1. はじめに
日本近海では,1986年福徳岡ノ場(以後,FOB)噴火(加藤 1988)から2021年FOB噴火が発生するまでの35年間,大量の軽石を海域へ供給する火山噴火は発生していない.しかし,2021年FOB噴火以前の日本の海岸には,多数の漂着軽石が存在していた(平峰ほか 2022).2021年8月13日,小笠原諸島の海底火山であるFOBが噴火し,その後,海域へ供給された大量の軽石が日本各地に漂着した(吉田ほか 2022;石村ほか 2022).このような軽石の大規模な漂流・漂着は,火山噴火と比較すると低頻度の現象である(Bryan et al. 2012).一方,上述のように,大量の軽石を海域へ供給する火山噴火のない期間が数十年間継続していても,日本の海岸には漂着軽石が認められる.そこで,本研究では,2021年FOB噴火以前に日本列島太平洋岸で採取した漂着軽石を分析対象として,軽石に含まれる火山ガラスの主成分化学組成に基づき給源火山を推定し,大量の軽石を海域へ供給する火山噴火がない期間における漂着軽石の生産・運搬過程を明らかにすることを目的にした.
2. 研究手法
黒潮が沖合に流れる鹿児島県龍郷町手広海岸,宮崎県宮崎市一ツ葉海岸,高知県室戸市灌頂ヶ浜,静岡県下田市吉佐美大浜,千葉県銚子市君ヶ浜の5地点(採取期間:2018年9月〜2019年8月)で採取したすべての軽石(1地点につき50〜228個)に含まれる火山ガラスの主成分化学組成分析を行った.また模式的な広域テフラ試料と過去の海底火山噴火の試料を計20個分析した.分析には高知大学海洋コア総合研究センターの共同利用機器であるEPMA(日本電子株式会社製JXA-8200)を使用した.
3. 結果・考察
軽石に含まれる火山ガラスの主成分化学組成は,5地点の計603個のうち513個が流紋岩質,75個が粗面岩・粗面デイサイト質,15個がデイサイト質であった.給源火山については,一部の漂着軽石が姶良カルデラ,FOB,西表島北北東海底火山(以後,SVI)に由来することがわかった.FOBとSVIの最新噴火は,それぞれ1986年(土出・佐藤 1986)と1924年(関 1927)である.そのため,FOBとSVIに由来する漂着軽石は,少なくともそれらの噴火以前に海域へ供給されたと考えられる.したがって,FOBとSVIに由来する漂着軽石の存在は,1回の火山噴火により大量に漂流した軽石が少なくとも数十〜百年程度は海岸に存在し続けること示している.

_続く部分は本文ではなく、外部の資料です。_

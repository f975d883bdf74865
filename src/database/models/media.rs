use chrono::{DateTime, Utc};
use serde::{Deserialize, Serialize};
use sqlx::FromRow;
use uuid::Uuid;

#[derive(Debug, Clone, Serialize, Deserialize, FromRow)]
pub struct MediaAsset {
    pub id: Uuid,
    pub file_name: String,
    pub content_type: String,
    pub byte_size: i64,
    /// Path relative to the media root, assigned by the store
    pub storage_path: String,
    pub alt: String,
    pub created_at: DateTime<Utc>,
    pub updated_at: DateTime<Utc>,
    pub deleted_at: Option<DateTime<Utc>>,
}
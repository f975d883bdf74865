use axum::{
    extract::Request,
    http::HeaderMap,
    middleware::Next,
    response::Response,
};
use uuid::Uuid;

use crate::auth::{self, Claims};
use crate::error::ApiError;

/// Authenticated user context extracted from the JWT
#[derive(Clone, Debug)]
pub struct AuthUser {
    pub user_id: Uuid,
    pub email: String,
    pub role: String,
}

impl AuthUser {
    pub fn is_admin(&self) -> bool {
        self.role == "admin"
    }
}

impl From<Claims> for AuthUser {
    fn from(claims: Claims) -> Self {
        Self {
            user_id: claims.user_id,
            email: claims.email,
            role: claims.role,
        }
    }
}

/// Bearer-token middleware that validates the JWT and injects `AuthUser`
pub async fn jwt_auth_middleware(
    headers: HeaderMap,
    mut request: Request,
    next: Next,
) -> Result<Response, ApiError> {
    let token = extract_bearer_token(&headers).map_err(ApiError::unauthorized)?;
    let claims = auth::validate_jwt(&token).map_err(|e| ApiError::unauthorized(e.to_string()))?;

    request.extensions_mut().insert(AuthUser::from(claims));
    Ok(next.run(request).await)
}

fn extract_bearer_token(headers: &HeaderMap) -> Result<String, String> {
    let auth_header = headers
        .get("authorization")
        .ok_or_else(|| "Missing Authorization header".to_string())?;

    let auth_str = auth_header
        .to_str()
        .map_err(|_| "Invalid Authorization header format".to_string())?;

    if let Some(token) = auth_str.strip_prefix("Bearer ") {
        if token.trim().is_empty() {
            return Err("Empty bearer token".to_string());
        }
        Ok(token.to_string())
    } else {
        Err("Authorization header must use Bearer token format".to_string())
    }
}

#[cfg(test)]
mod tests {
    use super::*;
    use axum::http::HeaderValue;

    #[test]
    fn rejects_missing_header() {
        let headers = HeaderMap::new();
        assert!(extract_bearer_token(&headers).is_err());
    }

    #[test]
    fn rejects_non_bearer() {
        let mut headers = HeaderMap::new();
        headers.insert("authorization", HeaderValue::from_static("Basic abc"));
        assert!(extract_bearer_token(&headers).is_err());
    }

    #[test]
    fn accepts_bearer() {
        let mut headers = HeaderMap::new();
        headers.insert("authorization", HeaderValue::from_static("Bearer tok123"));
        assert_eq!(extract_bearer_token(&headers).unwrap(), "tok123");
    }
}
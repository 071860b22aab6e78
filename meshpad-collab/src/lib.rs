//! # meshpad-collab: peer-to-peer text document synchronization
//!
//! Keeps one open text document identical across every peer in a room.
//! No server holds the document: a joining peer announces itself and an
//! existing peer seeds it with the full text, after which edits flow
//! directly between peers.
//!
//! ## Architecture
//!
//! ```text
//! ┌──────────────┐  Edit / Seed / Presence  ┌──────────────┐
//! │ Collaboration│ ◄──────────────────────► │ Collaboration│
//! │   (peer A)   │     Transport (mesh,     │   (peer B)   │
//! └──────┬───────┘      relay, ...)         └──────┬───────┘
//!        │ EditGuard                               │ EditGuard
//!        ▼                                         ▼
//! ┌──────────────┐                          ┌──────────────┐
//! │ TextDocument │                          │ TextDocument │
//! │ (editor buf) │                          │ (editor buf) │
//! └──────────────┘                          └──────────────┘
//! ```
//!
//! ## Modules
//!
//! - [`session`]: room token from a shared link, or a fresh one
//! - [`protocol`]: bincode wire messages
//! - [`delta`]: positional edit operations
//! - [`document`]: the editor buffer interface
//! - [`guard`]: echo suppression for remote applies
//! - [`peers`]: peer lifecycle and the pending-seed registry
//! - [`transport`]: transport contract and an in-process mesh
//! - [`relay`]: WebSocket signalling relay and client transport
//! - [`engine`]: the synchronization engine
//!
//! ## Known limitation
//!
//! Edits carry no causal metadata. Two peers editing concurrently against the
//! same base text can diverge; divergent edits that no longer fit the local
//! buffer are rejected as [`CollabError::Desync`] and stay lost until the
//! peer re-announces and is seeded again.

pub mod delta;
pub mod document;
pub mod engine;
pub mod guard;
pub mod peers;
pub mod protocol;
pub mod relay;
pub mod session;
pub mod transport;

// Re-exports for convenience
pub use delta::{EditDelta, Position};
pub use document::{MemoryDocument, TextDocument};
pub use engine::{CollabConfig, CollabError, CollabStats, Collaboration, Handled, IgnoreReason};
pub use guard::{EditGuard, GuardToken};
pub use peers::{PeerState, PeerTable, PendingPeers};
pub use protocol::{CollabMessage, EditMessage, MessageType, PeerId, ProtocolError, RelayFrame};
pub use relay::{RelayConfig, RelayServer, RelayStats, WsTransport};
pub use session::Session;
pub use transport::{LocalMesh, MeshTransport, Transport, TransportEvent};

九州南部の姶良カルデラに由来する漂着軽石は,「噴火直後に漂流したものである可能性」と「一次堆積の火砕流堆積物に含まれる軽石が最近の斜面物質移動により海域へ流入したものである可能性」が考えられる.約3万年前に姶良カルデラで発生したAT噴火に伴い噴出した火砕流堆積物は,給源付近で火砕流台地(シラス台地)を構成しており,給源付近の河川沿いや海岸沿いでは軽石を含む火砕流堆積物が広く露出している(Aramaki 1984,宝田ほか 2022).軽石の浮遊可能時間を考慮すると,火砕流堆積物に含まれる軽石が最近の斜面物質移動により海域へ流入したものである可能性が高いと考えられる.
4. まとめ
2021年以前に太平洋岸の5地点で採取した軽石を分析したところ,一部の軽石が姶良カルデラなどの大規模火砕流堆積物等を有する火山に由来すること,近年噴火が発生した海底火山(FOB・SVI)に由来することがわかった.火山周辺に大規模火砕流堆積物を有する火山からは,一次堆積の火砕流堆積物に含まれる軽石の再移動により継続的に海域へ軽石が供給されている可能性が考えられた.近年噴火が発生した海底火山由来の漂着軽石の存在からは,1回の噴火により大量に漂流・漂着した軽石が少なくとも数十〜百年は海岸に存在し続ける可能性が示された.